If you don’t have dental insurance, you may think you’re stuck paying the entire cost of dentures in Edison out-of-pocket. Well, you’re in luck! At Signature Smile, we offer additional financing options to help make your treatment as affordable as possible, such as:

  • In-House Dental Plan: For a flat monthly rate, you can get the preventive care you need and enjoy sizeable discounts on other treatments we offer! You get the benefits of traditional dental insurance without the red tape.
  • Care Credit Financing: This option allows you to split up the total cost of your treatment into smaller monthly installments. Best of all, most payment plans come with little to no interest attached!

Denture FAQs

man at a consultation with his denture dentist in Edison, NJ

As an experienced denture dentist in Edison, NJ, Dr. Shah understands that extensive tooth loss is often emotionally harrowing. He and the rest of our team at Signature Smiles at Edison strive to provide our patients with all of the information they need to make the right decision regarding tooth replacement. That’s why we have included the answers to a handful of denture-related questions that we get asked the most frequently. If you don’t find the information you’re looking for on this page, feel free to call us; we’ll also answer any of your questions during your consultation.

Will It Hurt to Get Dentures?

When you first receive your dentures, it’s perfectly normal to experience some irritation and soreness as your mouth gets used to the new appliance. For most patients, this adjustment process lasts for a few weeks, but it may take a few months for others. It might take even longer if you were wearing a denture before and have to grow accustomed to a new one.

After providing you with your denture, Dr. Shah will give you personalized guidance on adjusting to it, including how long you can expect discomfort to last. If it persists for longer than that, be sure to call us. The denture may not fit correctly, or there might be an underlying oral health issue that must be addressed.

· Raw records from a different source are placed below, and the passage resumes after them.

use crate::error::{Error, Result};
use std::fmt;
use std::str::FromStr;

/// Dotted field path such as `ImageState.Version` (a leading `.` is allowed).
#[derive(Debug, Clone, PartialEq, Eq, Hash)]
pub struct FieldPath {
    segments: Vec<String>,
}

impl FieldPath {
    pub fn parse(src: &str) -> Result<Self> {
        let trimmed = src.trim();
        let body = trimmed.strip_prefix('.').unwrap_or(trimmed);

        if body.is_empty() {
            return Err(invalid(src, "empty path"));
        }

        let mut segments = Vec::new();
        for segment in body.split('.') {
            if segment.is_empty() {
                return Err(invalid(src, "empty segment"));
            }
            if let Some(c) = segment
                .chars()
                .find(|c| !(c.is_ascii_alphanumeric() || *c == '_'))
            {
                return Err(invalid(src, &format!("unexpected character '{}'", c)));
            }
            segments.push(segment.to_string());
        }

        Ok(Self { segments })
    }

    pub fn segments(&self) -> &[String] {
        &self.segments
    }

    pub fn first(&self) -> &str {
        &self.segments[0]
    }

    /// Column label used in table headers: the path uppercased, dots kept.
    pub fn header_label(&self) -> String {
        self.segments.join(".").to_uppercase()
    }
}

fn invalid(path: &str, reason: &str) -> Error {
    Error::InvalidFieldPath {
        path: path.to_string(),
        reason: reason.to_string(),
    }
}

impl FromStr for FieldPath {
    type Err = Error;

    fn from_str(s: &str) -> Result<Self> {
        Self::parse(s)
    }
}

impl fmt::Display for FieldPath {
    fn fmt(&self, f: &mut fmt::Formatter<'_>) -> fmt::Result {
        write!(f, ".{}", self.segments.join("."))
    }
}
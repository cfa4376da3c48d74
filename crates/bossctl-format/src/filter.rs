//! Row filter expressions: `Field=VALUE AND Other.Field!=VALUE`.
//!
//! Clauses are joined by the word `AND` (any case) or by `,`. Every clause
//! compares the string form of the resolved field against the literal; there is
//! no typed or ordered comparison. `~` and `!~` match a regular expression.

use crate::error::{Error, Result};
use crate::field::resolve;
use bossctl_types::{FieldPath, Value};
use regex::Regex;
use std::sync::LazyLock;
use tracing::trace;

static CONJUNCTION_RE: LazyLock<Regex> =
    LazyLock::new(|| Regex::new(r"(?i)\s+AND\s+|,").expect("conjunction regex"));

static CLAUSE_RE: LazyLock<Regex> = LazyLock::new(|| {
    Regex::new(r"^\s*([A-Za-z0-9_.]+)\s*(==|!=|!~|=|~)\s*(.*?)\s*$").expect("clause regex")
});

#[derive(Debug, Clone)]
enum Op {
    Eq,
    Ne,
    Match(Regex),
    NotMatch(Regex),
}

impl Op {
    fn is_negated(&self) -> bool {
        matches!(self, Op::Ne | Op::NotMatch(_))
    }
}

#[derive(Debug, Clone)]
struct Clause {
    path: FieldPath,
    op: Op,
    literal: String,
}

impl Clause {
    fn parse(src: &str) -> Result<Self> {
        if src.trim().is_empty() {
            return Err(Error::FilterSyntax("empty clause".to_string()));
        }

        let caps = CLAUSE_RE.captures(src).ok_or_else(|| {
            Error::FilterSyntax(format!(
                "clause '{}' must look like FIELD=VALUE, FIELD!=VALUE, FIELD~REGEX or FIELD!~REGEX",
                src.trim()
            ))
        })?;

        let path = FieldPath::parse(&caps[1]).map_err(|e| Error::FilterSyntax(e.to_string()))?;
        let literal = caps[3].to_string();

        let compile = |pattern: &str| {
            Regex::new(pattern).map_err(|e| {
                Error::FilterSyntax(format!("bad regular expression '{}': {}", pattern, e))
            })
        };

        let op = match &caps[2] {
            "=" | "==" => Op::Eq,
            "!=" => Op::Ne,
            "~" => Op::Match(compile(&literal)?),
            "!~" => Op::NotMatch(compile(&literal)?),
            other => {
                return Err(Error::FilterSyntax(format!("unknown operator '{}'", other)));
            }
        };

        Ok(Self { path, op, literal })
    }

    fn matches(&self, row: &Value) -> bool {
        match resolve(row, &self.path) {
            Some(value) => {
                let text = value.to_string();
                match &self.op {
                    Op::Eq => text == self.literal,
                    Op::Ne => text != self.literal,
                    Op::Match(re) => re.is_match(&text),
                    Op::NotMatch(re) => !re.is_match(&text),
                }
            }
            // A missing field only satisfies "is not <absent>".
            None => self.op.is_negated() && self.literal.is_empty(),
        }
    }
}

/// Split on conjunctions, except for a `,` inside the `{..}` or `[..]` of a
/// regular expression clause, e.g. `Id~^onu-[0-9]{1,2}$`.
fn split_clauses(src: &str) -> Vec<&str> {
    let mut clauses = Vec::new();
    let mut start = 0;
    for sep in CONJUNCTION_RE.find_iter(src) {
        let clause = &src[start..sep.start()];
        if sep.as_str() == "," && clause.contains('~') && bracket_depth(clause) > 0 {
            continue;
        }
        clauses.push(clause);
        start = sep.end();
    }
    clauses.push(&src[start..]);
    clauses
}

fn bracket_depth(src: &str) -> i32 {
    let mut depth = 0;
    let mut chars = src.chars();
    while let Some(c) = chars.next() {
        match c {
            '\\' => {
                chars.next();
            }
            '{' | '[' => depth += 1,
            '}' | ']' => depth -= 1,
            _ => {}
        }
    }
    depth
}

/// A compiled filter expression. The empty filter keeps every row.
#[derive(Debug, Clone, Default)]
pub struct Filter {
    clauses: Vec<Clause>,
}

impl Filter {
    pub fn parse(src: &str) -> Result<Self> {
        if src.trim().is_empty() {
            return Ok(Self::default());
        }

        let clauses = split_clauses(src)
            .into_iter()
            .map(Clause::parse)
            .collect::<Result<Vec<_>>>()?;

        Ok(Self { clauses })
    }

    pub fn is_empty(&self) -> bool {
        self.clauses.is_empty()
    }

    pub fn matches(&self, row: &Value) -> bool {
        self.clauses.iter().all(|clause| clause.matches(row))
    }

    /// Keep matching rows, preserving their relative order.
    pub fn apply(&self, rows: Vec<Value>) -> Vec<Value> {
        if self.is_empty() {
            return rows;
        }
        rows.into_iter()
            .filter(|row| {
                let keep = self.matches(row);
                if !keep {
                    trace!(row = %row, "dropped by filter");
                }
                keep
            })
            .collect()
    }
}

#[cfg(test)]
mod tests {
    use super::*;
    use bossctl_types::{EnumValue, Fields, Record};

    fn row(id: &str, state: &str) -> Value {
        Value::Record(Fields::new().with("Id", id).with("State", state))
    }

    fn ids(rows: &[Value]) -> Vec<String> {
        rows.iter()
            .map(|r| r.fields().get("Id").map(ToString::to_string).unwrap_or_default())
            .collect()
    }

    #[test]
    fn test_equality_keeps_matching_rows() {
        let filter = Filter::parse("State=ACTIVE").unwrap();
        let kept = filter.apply(vec![row("a", "ACTIVE"), row("b", "DOWN")]);
        assert_eq!(ids(&kept), vec!["a"]);
    }

    #[test]
    fn test_conjunction_forms() {
        let rows = vec![row("a", "ACTIVE"), row("b", "ACTIVE"), row("c", "DOWN")];
        for src in [
            "State=ACTIVE AND Id!=a",
            "State = ACTIVE and Id != a",
            "State=ACTIVE,Id!=a",
        ] {
            let kept = Filter::parse(src).unwrap().apply(rows.clone());
            assert_eq!(ids(&kept), vec!["b"], "filter {:?}", src);
        }
    }

    #[test]
    fn test_comparison_uses_string_form() {
        let rec = Value::Record(
            Fields::new()
                .with("PortNo", 42u32)
                .with(
                    "AdminState",
                    EnumValue {
                        name: "ENABLED",
                        number: 3,
                    },
                ),
        );
        assert!(Filter::parse("PortNo=42").unwrap().matches(&rec));
        assert!(Filter::parse("AdminState==ENABLED").unwrap().matches(&rec));
        assert!(!Filter::parse("AdminState=3").unwrap().matches(&rec));
    }

    #[test]
    fn test_missing_field_semantics() {
        let rec = row("a", "ACTIVE");
        assert!(!Filter::parse("Reason=x").unwrap().matches(&rec));
        assert!(!Filter::parse("Reason!=x").unwrap().matches(&rec));
        assert!(Filter::parse("Reason!=").unwrap().matches(&rec));
        assert!(!Filter::parse("Reason=").unwrap().matches(&rec));
    }

    #[test]
    fn test_null_field_is_empty_string() {
        let rec = Value::Record(Fields::new().with("Reason", Value::Null));
        assert!(Filter::parse("Reason=").unwrap().matches(&rec));
        assert!(Filter::parse("Reason!=x").unwrap().matches(&rec));
    }

    #[test]
    fn test_regex_clauses() {
        let rows = vec![row("olt-1", "ACTIVE"), row("onu-7", "ACTIVE")];
        let kept = Filter::parse("Id~^olt").unwrap().apply(rows.clone());
        assert_eq!(ids(&kept), vec!["olt-1"]);
        let kept = Filter::parse("Id!~^olt").unwrap().apply(rows);
        assert_eq!(ids(&kept), vec!["onu-7"]);
    }

    #[test]
    fn test_commas_inside_regex_are_not_separators() {
        let rows = vec![row("olt-1", "ACTIVE"), row("onu-10", "ACTIVE"), row("onu-123", "DOWN")];

        let kept = Filter::parse("Id~^onu-[0-9]{1,2}$").unwrap().apply(rows.clone());
        assert_eq!(ids(&kept), vec!["onu-10"]);

        let kept = Filter::parse("Id~^o[n,l]u?-[0-9]{1,3}$,State=DOWN")
            .unwrap()
            .apply(rows.clone());
        assert_eq!(ids(&kept), vec!["onu-123"]);

        let kept = Filter::parse(r"Id~^onu-\[?[0-9]{2,},State=ACTIVE").unwrap().apply(rows);
        assert_eq!(ids(&kept), vec!["onu-10"]);
    }

    #[test]
    fn test_empty_filter_accepts_everything() {
        let filter = Filter::parse("   ").unwrap();
        assert!(filter.is_empty());
        assert!(filter.matches(&Value::Null));
    }

    #[test]
    fn test_parse_errors() {
        for bad in ["State", "State=ACTIVE,,Id=a", "=ACTIVE", "Sta-te=1", "Id~(", "A.=1"] {
            let err = Filter::parse(bad).unwrap_err();
            assert!(matches!(err, Error::FilterSyntax(_)), "{:?} -> {:?}", bad, err);
        }
    }
}
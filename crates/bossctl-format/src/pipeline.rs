use crate::encode::{Encoding, encode};
use crate::error::{Error, Result};
use crate::filter::Filter;
use crate::presentation::{OutputAs, PresentationSpec};
use crate::sort::SortSpec;
use crate::template::Template;
use crate::template::funcs::{CallContext, FuncTable};
use crate::truncate::NameTruncator;
use bossctl_types::{Data, FieldPath, Record, Value};
use chrono::{DateTime, Utc};
use tracing::debug;

// NOTE: Render Order
//
// filter -> sort -> truncate -> render, always. Every user-supplied string
// (filter, order, format) is compiled before the first row is touched, so a
// typo in any of them fails the invocation without printing a partial table.
// Truncation only shapes table cells; JSON/YAML always carry full values.

/// Turns result data plus a presentation spec into output text.
#[derive(Debug)]
pub struct ResultPipeline {
    funcs: FuncTable,
    now: DateTime<Utc>,
}

impl Default for ResultPipeline {
    fn default() -> Self {
        Self::new(FuncTable::standard())
    }
}

impl ResultPipeline {
    pub fn new(funcs: FuncTable) -> Self {
        Self {
            funcs,
            now: Utc::now(),
        }
    }

    /// Pin the clock used by time functions such as `since`.
    pub fn with_now(mut self, now: DateTime<Utc>) -> Self {
        self.now = now;
        self
    }

    pub fn funcs(&self) -> &FuncTable {
        &self.funcs
    }

    pub fn render<R: Record>(&self, data: &Data<R>, spec: &PresentationSpec) -> Result<String> {
        let stages = Stages::compile::<R>(spec, &self.funcs)?;

        let (mut rows, many) = match data {
            Data::One(record) => (vec![record.to_value()], false),
            Data::Many(records) => (records.iter().map(|r| r.to_value()).collect(), true),
        };

        if many {
            let total = rows.len();
            rows = stages.filter.apply(rows);
            debug!(total, kept = rows.len(), "filter");

            stages.sort.sort(&mut rows);
            debug!(keys = stages.sort.keys().len(), "sort");
        }

        if let Some(truncator) = stages.truncator.as_ref().filter(|t| t.is_enabled()) {
            rows.iter_mut().for_each(|row| truncator.apply(row));
            debug!(rows = rows.len(), limit = spec.name_limit, "truncate");
        }

        let out = match stages.template {
            Some(template) => self.execute(&template, &rows),
            None => {
                let encoding = match spec.output_as {
                    OutputAs::Yaml => Encoding::Yaml,
                    _ => Encoding::Json,
                };
                let value = if many {
                    Value::List(rows)
                } else {
                    rows.pop().unwrap_or_default()
                };
                encode(&value, encoding)?
            }
        };
        debug!(output_as = %spec.output_as, bytes = out.len(), "render");

        Ok(out)
    }

    fn execute(&self, template: &Template, rows: &[Value]) -> String {
        let ctx = CallContext { now: self.now };
        let mut out = String::new();

        if let Some(header) = template.header() {
            out.push_str(&header);
            out.push('\n');
        }
        for row in rows {
            out.push_str(&template.execute(row, &self.funcs, &ctx));
            out.push('\n');
        }
        out
    }
}

/// Everything compiled from the presentation spec up front.
struct Stages {
    filter: Filter,
    sort: SortSpec,
    truncator: Option<NameTruncator>,
    template: Option<Template>,
}

impl Stages {
    fn compile<R: Record>(spec: &PresentationSpec, funcs: &FuncTable) -> Result<Self> {
        let filter = Filter::parse(&spec.filter)?;
        let sort = SortSpec::parse(&spec.order_by)?;

        let (template, truncator) = match spec.output_as {
            OutputAs::Table => {
                let template = Template::compile(&spec.format, funcs)?;
                let name_field = FieldPath::parse(&spec.name_field).map_err(|e| {
                    Error::InvalidOptions(format!("name column: {}", e))
                })?;
                (
                    Some(template),
                    Some(NameTruncator::new(name_field, spec.name_limit)),
                )
            }
            OutputAs::Quiet => {
                let field = FieldPath::parse(&spec.quiet_field)
                    .map_err(|e| Error::TemplateCompile(e.to_string()))?;
                (Some(Template::single_field(&field)), None)
            }
            OutputAs::Json | OutputAs::Yaml => (None, None),
        };

        if let (Some(template), Some(declared)) = (&template, R::declared_fields()) {
            template.check_fields(&declared)?;
        }

        Ok(Self {
            filter,
            sort,
            truncator,
            template,
        })
    }
}

#[cfg(test)]
mod tests {
    use super::*;
    use bossctl_types::Fields;
    use chrono::TimeZone;

    fn pipeline() -> ResultPipeline {
        ResultPipeline::default().with_now(Utc.with_ymd_and_hms(2024, 3, 10, 12, 0, 0).unwrap())
    }

    fn ids(ids: &[&str]) -> Data<Fields> {
        Data::Many(ids.iter().map(|id| Fields::new().with("Id", *id)).collect())
    }

    fn spec(output_as: OutputAs) -> PresentationSpec {
        PresentationSpec {
            format: "table{{.Id}}".to_string(),
            output_as,
            ..Default::default()
        }
    }

    #[test]
    fn test_quiet_sorted() {
        let spec = PresentationSpec {
            order_by: "-Id".to_string(),
            ..spec(OutputAs::Quiet)
        };
        let out = pipeline().render(&ids(&["1", "10", "2"]), &spec).unwrap();
        assert_eq!(out, "10\n2\n1\n");
    }

    #[test]
    fn test_table_header_once() {
        let out = pipeline().render(&ids(&["a", "b"]), &spec(OutputAs::Table)).unwrap();
        assert_eq!(out, "ID\na\nb\n");

        let out = pipeline().render(&ids(&[]), &spec(OutputAs::Table)).unwrap();
        assert_eq!(out, "ID\n");
    }

    #[test]
    fn test_scalar_renders_once_without_filtering() {
        let data = Data::One(Fields::new().with("Id", "x"));
        let spec = PresentationSpec {
            filter: "Id=nope".to_string(),
            ..spec(OutputAs::Table)
        };
        assert_eq!(pipeline().render(&data, &spec).unwrap(), "ID\nx\n");
    }

    #[test]
    fn test_compile_errors_surface_before_rows() {
        let bad_filter = PresentationSpec {
            filter: "Id".to_string(),
            ..spec(OutputAs::Json)
        };
        assert!(matches!(
            pipeline().render(&ids(&["a"]), &bad_filter),
            Err(Error::FilterSyntax(_))
        ));

        let bad_order = PresentationSpec {
            order_by: "*Id".to_string(),
            ..spec(OutputAs::Table)
        };
        assert!(matches!(
            pipeline().render(&ids(&["a"]), &bad_order),
            Err(Error::SortSpec(_))
        ));
    }

    #[test]
    fn test_json_ignores_truncation() {
        let data = Data::Many(vec![Fields::new().with("Name", "abcdefgh")]);
        let spec = PresentationSpec {
            name_limit: 3,
            ..spec(OutputAs::Json)
        };
        let out = pipeline().render(&data, &spec).unwrap();
        assert!(out.contains("abcdefgh"), "{}", out);
    }
}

What Qualifies You for Dentures?

The requirements for getting each of the three types of dentures – partial dentures, full dentures, and implant dentures – are different. Partials are ideal for patients who still have most of their teeth left; maybe they lost some teeth due to malnutrition, a health issue, or an unfortunate accident. Full dentures are offered when a patient is already missing all of their teeth or none of their teeth are worth salvaging. A full or partial denture can be secured onto dental implants if the patient has adequate jawbone density or is willing to undergo a bone graft.

What Is the Average Age for Dentures?

Despite the stereotype, tooth loss is not an inevitable part of the aging process. That being said, it’s far more common in older patients. According to the National Center for Health Statistics, about 66% of adults between the ages of 40 and 64 have lost at least one tooth, compared to only 33% of adults aged 20 to 39. Additionally, the American Dental Association found that almost 57% of people aged 65 to 74 currently wear some type of denture.

While the need for tooth replacement generally increases with age, people of all ages might potentially be candidates for dentures in Edison.

How Long Will You Have to Wait to Get Dentures After Your Teeth Are Pulled?

On average, you’ll have to wait between six and eight weeks to get dentures after getting your teeth pulled. This recovery period gives the gums time to heal as well as time for us to make sure that the dentures fit properly. Of course, the exact timeline varies based on the kind of denture you’re receiving. If you’re getting implant dentures, you’ll likely have to wait four to six months for the implants to merge with your jawbone via osseointegration.